Baseado em seu curta-metragem de mesmo nome e inspirado pelas revoltas juvenis que assolaram a capital francesa em 2005, o diretor segue os passos de Stéphane (Damien Bonnard), que acaba de ingressar no Esquadrão Anticrime. Vindo do interior, ele se espanta com a truculência e a abordagem abusiva de seus novos colegas, Chris (Alexis Manenti) e Gwada (Djibril Zonga). Há dez anos, a dupla faz rondas diárias pela vizinhança de Montfermeil e circula com certo conforto entre a tensa e diversificada fauna local - imigrantes africanos, muçulmanos, ciganos e franceses.
Em férias de verão, as crianças estão à toa naquele cenário árido, cercado por prédios populares. Claro que vão se meter em encrenca.
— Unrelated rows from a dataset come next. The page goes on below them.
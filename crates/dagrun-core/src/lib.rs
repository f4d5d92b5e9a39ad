//! # Dagrun Core
//!
//! Shared data model for the dagrun workflow orchestrator.
//!
//! This crate defines the immutable workflow definition ([`Dag`], [`Step`]
//! and their policies), the runtime statuses ([`NodeStatus`], [`RunStatus`]),
//! the persisted run snapshot types, the OS signal table, positional/named
//! parameter resolution, and global configuration. It deliberately contains
//! no execution logic: the engine, storage, and dispatch crates all consume
//! these types.

pub mod config;
pub mod dag;
pub mod params;
pub mod run;
pub mod signal;
pub mod status;

pub use config::{Config, ConfigError, QueueOverride};
pub use dag::{
    ContinueOn, Dag, DagError, ExecutorSpec, Handlers, Precondition, RepeatPolicy, RetryPolicy,
    Step,
};
pub use params::ParamSet;
pub use run::{NodeSnapshot, RunSnapshot};
pub use signal::{signal_num, signal_num_or, SIGINT, SIGKILL, SIGTERM};
pub use status::{NodeStatus, RunStatus};
//! # Dagrun Storage
//!
//! Persistence for run history. The [`RunStore`] trait defines the
//! interface; [`FileRunStore`] is the production implementation (a
//! directory per run holding a JSON status snapshot and per-step log
//! files), and [`InMemoryRunStore`] provides the same semantics for tests.
//!
//! Status is single-writer: the agent owning a run writes whole-object
//! snapshots; any number of readers (controller, UI) see consistent
//! snapshots. History is append-only per run.

pub mod fs;
pub mod memory;
pub mod store;

pub use fs::FileRunStore;
pub use memory::InMemoryRunStore;
pub use store::{RunStore, StoreError};
//! File-backed run store
//!
//! Layout, per run:
//!
//! ```text
//! <data_dir>/<dag_name>/runs/<workflow_id>/status.json
//! <data_dir>/<dag_name>/runs/<workflow_id>/logs/<step>.log
//! ```
//!
//! `status.json` is rewritten atomically (write to a temp file, then
//! rename) on every transition, so readers always see a complete snapshot.
//! History ordering comes from the snapshots' creation timestamps.

use std::path::{Path, PathBuf};

use async_trait::async_trait;
use chrono::{Duration as ChronoDuration, Utc};
use dagrun_core::RunSnapshot;
use tokio::io::AsyncWriteExt;
use tracing::{debug, warn};
use uuid::Uuid;

use crate::store::{RunStore, StoreError};

/// Production run store rooted at a data directory
pub struct FileRunStore {
    base: PathBuf,
}

impl FileRunStore {
    /// Create a store rooted at `base`. The directory is created lazily.
    pub fn new(base: impl Into<PathBuf>) -> Self {
        Self { base: base.into() }
    }

    fn runs_dir(&self, dag_name: &str) -> PathBuf {
        self.base.join(dag_name).join("runs")
    }

    fn run_dir(&self, dag_name: &str, workflow_id: Uuid) -> PathBuf {
        self.runs_dir(dag_name).join(workflow_id.to_string())
    }

    fn status_path(&self, dag_name: &str, workflow_id: Uuid) -> PathBuf {
        self.run_dir(dag_name, workflow_id).join("status.json")
    }

    /// Run directories for a DAG, in no particular order.
    async fn run_ids(&self, dag_name: &str) -> Result<Vec<Uuid>, StoreError> {
        let dir = self.runs_dir(dag_name);
        if !dir.exists() {
            return Ok(Vec::new());
        }

        let mut ids = Vec::new();
        let mut entries = tokio::fs::read_dir(&dir).await?;
        while let Some(entry) = entries.next_entry().await? {
            if let Some(name) = entry.file_name().to_str() {
                match Uuid::parse_str(name) {
                    Ok(id) => ids.push(id),
                    Err(_) => warn!(dir = %dir.display(), entry = name, "ignoring stray entry"),
                }
            }
        }
        Ok(ids)
    }

    /// All readable snapshots of a DAG, newest first by creation time.
    async fn load_all(&self, dag_name: &str) -> Result<Vec<RunSnapshot>, StoreError> {
        let mut snapshots = Vec::new();
        for id in self.run_ids(dag_name).await? {
            let path = self.status_path(dag_name, id);
            match self.read_snapshot(&path).await {
                Ok(snapshot) => snapshots.push(snapshot),
                Err(e) => warn!(%id, "unreadable snapshot: {e}"),
            }
        }
        snapshots.sort_by(|a, b| {
            b.created_at
                .cmp(&a.created_at)
                .then_with(|| b.workflow_id.cmp(&a.workflow_id))
        });
        Ok(snapshots)
    }

    async fn read_snapshot(&self, path: &Path) -> Result<RunSnapshot, StoreError> {
        let raw = tokio::fs::read_to_string(path).await?;
        Ok(serde_json::from_str(&raw)?)
    }
}

#[async_trait]
impl RunStore for FileRunStore {
    async fn save(&self, snapshot: &RunSnapshot) -> Result<(), StoreError> {
        let dir = self.run_dir(&snapshot.dag_name, snapshot.workflow_id);
        tokio::fs::create_dir_all(&dir).await?;

        let path = dir.join("status.json");
        let tmp = dir.join("status.json.tmp");
        let body = serde_json::to_vec_pretty(snapshot)?;

        let mut file = tokio::fs::File::create(&tmp).await?;
        file.write_all(&body).await?;
        file.flush().await?;
        tokio::fs::rename(&tmp, &path).await?;

        debug!(
            workflow_id = %snapshot.workflow_id,
            status = %snapshot.status,
            "persisted run snapshot"
        );
        Ok(())
    }

    async fn latest(&self, dag_name: &str) -> Result<Option<RunSnapshot>, StoreError> {
        Ok(self.load_all(dag_name).await?.into_iter().next())
    }

    async fn last_terminal(&self, dag_name: &str) -> Result<Option<RunSnapshot>, StoreError> {
        Ok(self.recent(dag_name, 1).await?.into_iter().next())
    }

    async fn recent(&self, dag_name: &str, n: usize) -> Result<Vec<RunSnapshot>, StoreError> {
        Ok(self
            .load_all(dag_name)
            .await?
            .into_iter()
            .filter(|s| s.status.is_terminal())
            .take(n)
            .collect())
    }

    async fn find(&self, dag_name: &str, workflow_id: Uuid) -> Result<RunSnapshot, StoreError> {
        let path = self.status_path(dag_name, workflow_id);
        if !path.exists() {
            return Err(StoreError::RunNotFound(workflow_id));
        }
        self.read_snapshot(&path).await
    }

    async fn append_step_log(
        &self,
        dag_name: &str,
        workflow_id: Uuid,
        step: &str,
        line: &str,
    ) -> Result<(), StoreError> {
        let dir = self.run_dir(dag_name, workflow_id).join("logs");
        tokio::fs::create_dir_all(&dir).await?;

        let mut file = tokio::fs::OpenOptions::new()
            .create(true)
            .append(true)
            .open(dir.join(format!("{step}.log")))
            .await?;
        file.write_all(line.as_bytes()).await?;
        if !line.ends_with('\n') {
            file.write_all(b"\n").await?;
        }
        Ok(())
    }

    async fn prune(&self, dag_name: &str, retention_days: u32) -> Result<usize, StoreError> {
        let cutoff = Utc::now() - ChronoDuration::days(i64::from(retention_days));
        let mut removed = 0;

        for id in self.run_ids(dag_name).await? {
            let path = self.status_path(dag_name, id);
            let snapshot = match self.read_snapshot(&path).await {
                Ok(s) => s,
                Err(_) => continue,
            };
            let expired = matches!(snapshot.finished_at, Some(t) if t < cutoff);
            if expired {
                tokio::fs::remove_dir_all(self.run_dir(dag_name, id)).await?;
                removed += 1;
            }
        }

        if removed > 0 {
            debug!(dag = dag_name, removed, "pruned run history");
        }
        Ok(removed)
    }
}

#[cfg(test)]
mod tests {
    use super::*;
    use dagrun_core::{Dag, RunStatus, Step};

    fn dag() -> Dag {
        Dag::new("demo", vec![Step::command("a", "true")])
    }

    fn store() -> (tempfile::TempDir, FileRunStore) {
        let dir = tempfile::tempdir().unwrap();
        let store = FileRunStore::new(dir.path());
        (dir, store)
    }

    #[tokio::test]
    async fn test_save_and_find() {
        let (_dir, store) = store();
        let snapshot = RunSnapshot::new(&dag(), "foo");
        store.save(&snapshot).await.unwrap();

        let loaded = store.find("demo", snapshot.workflow_id).await.unwrap();
        assert_eq!(loaded, snapshot);
    }

    #[tokio::test]
    async fn test_find_missing_run() {
        let (_dir, store) = store();
        let err = store.find("demo", Uuid::now_v7()).await.unwrap_err();
        assert!(matches!(err, StoreError::RunNotFound(_)));
    }

    #[tokio::test]
    async fn test_recent_newest_first_terminal_only() {
        let (_dir, store) = store();

        let mut first = RunSnapshot::new(&dag(), "one");
        first.status = RunStatus::Succeeded;
        first.finished_at = Some(Utc::now());
        store.save(&first).await.unwrap();

        let mut second = RunSnapshot::new(&dag(), "two");
        second.status = RunStatus::Failed;
        second.finished_at = Some(Utc::now());
        store.save(&second).await.unwrap();

        // Still running: excluded from terminal history
        let mut third = RunSnapshot::new(&dag(), "three");
        third.status = RunStatus::Running;
        store.save(&third).await.unwrap();

        let recent = store.recent("demo", 10).await.unwrap();
        assert_eq!(recent.len(), 2);
        assert_eq!(recent[0].params, "two");
        assert_eq!(recent[1].params, "one");

        let latest = store.latest("demo").await.unwrap().unwrap();
        assert_eq!(latest.params, "three");

        let last = store.last_terminal("demo").await.unwrap().unwrap();
        assert_eq!(last.params, "two");
    }

    #[tokio::test]
    async fn test_snapshot_overwrite_is_atomic_replace() {
        let (_dir, store) = store();
        let mut snapshot = RunSnapshot::new(&dag(), "foo");
        store.save(&snapshot).await.unwrap();

        snapshot.status = RunStatus::Succeeded;
        snapshot.finished_at = Some(Utc::now());
        store.save(&snapshot).await.unwrap();

        let loaded = store.find("demo", snapshot.workflow_id).await.unwrap();
        assert_eq!(loaded.status, RunStatus::Succeeded);
    }

    #[tokio::test]
    async fn test_step_logs_append() {
        let (dir, store) = store();
        let snapshot = RunSnapshot::new(&dag(), "");
        store.save(&snapshot).await.unwrap();

        store
            .append_step_log("demo", snapshot.workflow_id, "a", "line one")
            .await
            .unwrap();
        store
            .append_step_log("demo", snapshot.workflow_id, "a", "line two")
            .await
            .unwrap();

        let log = std::fs::read_to_string(
            dir.path()
                .join("demo/runs")
                .join(snapshot.workflow_id.to_string())
                .join("logs/a.log"),
        )
        .unwrap();
        assert_eq!(log, "line one\nline two\n");
    }

    #[tokio::test]
    async fn test_prune_respects_retention_and_unfinished() {
        let (_dir, store) = store();

        let mut old = RunSnapshot::new(&dag(), "old");
        old.status = RunStatus::Succeeded;
        old.finished_at = Some(Utc::now() - ChronoDuration::days(10));
        store.save(&old).await.unwrap();

        let mut active = RunSnapshot::new(&dag(), "active");
        active.status = RunStatus::Running;
        store.save(&active).await.unwrap();

        let removed = store.prune("demo", 7).await.unwrap();
        assert_eq!(removed, 1);
        assert!(store.find("demo", old.workflow_id).await.is_err());
        assert!(store.find("demo", active.workflow_id).await.is_ok());
    }
}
Figurinha frequente na delegacia, o adolescente Issa (Issa Perica) capricha na arte e simplesmente rouba um filhote de leão do circo itinerante que está nas redondezas. Durante perseguição, Gwada perde o controle e fere Issa no rosto com uma bala de borracha. A ação é registrada pela câmera do drone de um outro garoto, e a partir daí a trama vira um jogo de gato e rato entre os meninos, os habitantes locais e a trinca de tiras, que precisa pegar o chip com as imagens e evitar a exposição.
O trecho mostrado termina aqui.